The problem: How many lines in the material below include the word "candidate"? Give only the number.

Given records:
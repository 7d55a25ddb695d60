//! API types shared between the catalog server and its clients.
//!
//! This crate contains:
//! - Row types (e.g., `ProductTag`) - the GraphQL representation of database entities
//! - Input types (e.g., `ProductTagInput`) - mutation arguments
//! - Error types surfaced in mutation payloads (e.g., `ProductError`)
//! - Relay-style global ID encoding

pub mod global_id;
pub mod product_error;
pub mod product_tag;

pub use global_id::*;
pub use product_error::*;
pub use product_tag::*;
//! Slug helpers: normalization of human-readable names and collision-free
//! generation against the `product_tags` table.

use api_types::PRODUCT_TAG_SLUG_MAX_LENGTH;
use sqlx::SqliteConnection;
use uuid::Uuid;

use crate::db::product_tags::{ProductTagError, ProductTagRepository};

// Leaves room for a "-N" collision suffix.
const MAX_BASE_SLUG_LENGTH: usize = PRODUCT_TAG_SLUG_MAX_LENGTH - 8;

/// Transliterates `value` to ASCII and joins its alphanumeric runs with hyphens.
pub fn slugify(value: &str) -> String {
    let slug = ::slug::slugify(value);
    if slug.len() <= MAX_BASE_SLUG_LENGTH {
        return slug;
    }
    slug[..MAX_BASE_SLUG_LENGTH].trim_end_matches('-').to_string()
}

/// Letters, digits, underscores and hyphens only.
pub fn is_valid_slug(slug: &str) -> bool {
    !slug.is_empty()
        && slug.len() <= PRODUCT_TAG_SLUG_MAX_LENGTH
        && slug
            .chars()
            .all(|c| c.is_ascii_alphanumeric() || c == '-' || c == '_')
}

/// Picks `base`, or the first free `base-N` (N >= 2) given the slugs already in use.
pub fn prepare_unique_slug<S: AsRef<str>>(base: &str, taken: &[S]) -> String {
    let is_taken = |candidate: &str| taken.iter().any(|slug| slug.as_ref() == candidate);

    let mut candidate = base.to_string();
    let mut extension = 1;
    while is_taken(&candidate) {
        extension += 1;
        candidate = format!("{base}-{extension}");
    }
    candidate
}

/// Slugifies `value` and resolves collisions with other product tags.
///
/// Returns `None` when `value` has nothing to build a slug from.
pub async fn generate_unique_slug(
    conn: &mut SqliteConnection,
    value: &str,
    exclude_id: Option<Uuid>,
) -> Result<Option<String>, ProductTagError> {
    let base = slugify(value);
    if base.is_empty() {
        return Ok(None);
    }

    let taken = ProductTagRepository::slugs_with_prefix(&mut *conn, &base, exclude_id).await?;
    Ok(Some(prepare_unique_slug(&base, &taken)))
}
use axum::{Json, extract::State};
use serde_json::{Value, json};

use crate::AppState;

pub(super) async fn health(State(state): State<AppState>) -> Json<Value> {
    let database = match sqlx::query("SELECT 1").execute(state.pool()).await {
        Ok(_) => "ok",
        Err(error) => {
            tracing::error!(?error, "database health check failed");
            "unavailable"
        }
    };

    Json(json!({ "status": "ok", "database": database }))
}
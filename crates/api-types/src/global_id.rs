//! Relay-style global object identifiers.
//!
//! A global ID is `base64("<TypeName>:<uuid>")`, so clients can tell object
//! types apart from the opaque ID alone.

use async_graphql::ID;
use base64::{Engine as _, engine::general_purpose::STANDARD as BASE64_STANDARD};
use thiserror::Error;
use uuid::Uuid;

#[derive(Debug, Clone, PartialEq, Eq, Error)]
pub enum GlobalIdError {
    #[error("Couldn't resolve id: {0}.")]
    Malformed(String),
    #[error("Must receive a {expected} id.")]
    WrongType { expected: &'static str, found: String },
}

pub fn to_global_id(type_name: &str, id: Uuid) -> ID {
    ID(BASE64_STANDARD.encode(format!("{type_name}:{id}")))
}

/// Splits a global ID into its type name and database ID.
pub fn from_global_id(global_id: &str) -> Result<(String, Uuid), GlobalIdError> {
    let malformed = || GlobalIdError::Malformed(global_id.to_string());

    let decoded = BASE64_STANDARD
        .decode(global_id.trim().as_bytes())
        .map_err(|_| malformed())?;
    let decoded = String::from_utf8(decoded).map_err(|_| malformed())?;
    let (type_name, raw_id) = decoded.split_once(':').ok_or_else(malformed)?;
    if type_name.is_empty() {
        return Err(malformed());
    }
    let id = Uuid::parse_str(raw_id).map_err(|_| malformed())?;

    Ok((type_name.to_string(), id))
}

/// Decodes a global ID and checks that it points at `expected_type`.
pub fn resolve_global_id(global_id: &str, expected_type: &'static str) -> Result<Uuid, GlobalIdError> {
    let (type_name, id) = from_global_id(global_id)?;
    if type_name != expected_type {
        return Err(GlobalIdError::WrongType {
            expected: expected_type,
            found: type_name,
        });
    }
    Ok(id)
}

Problem solution: 5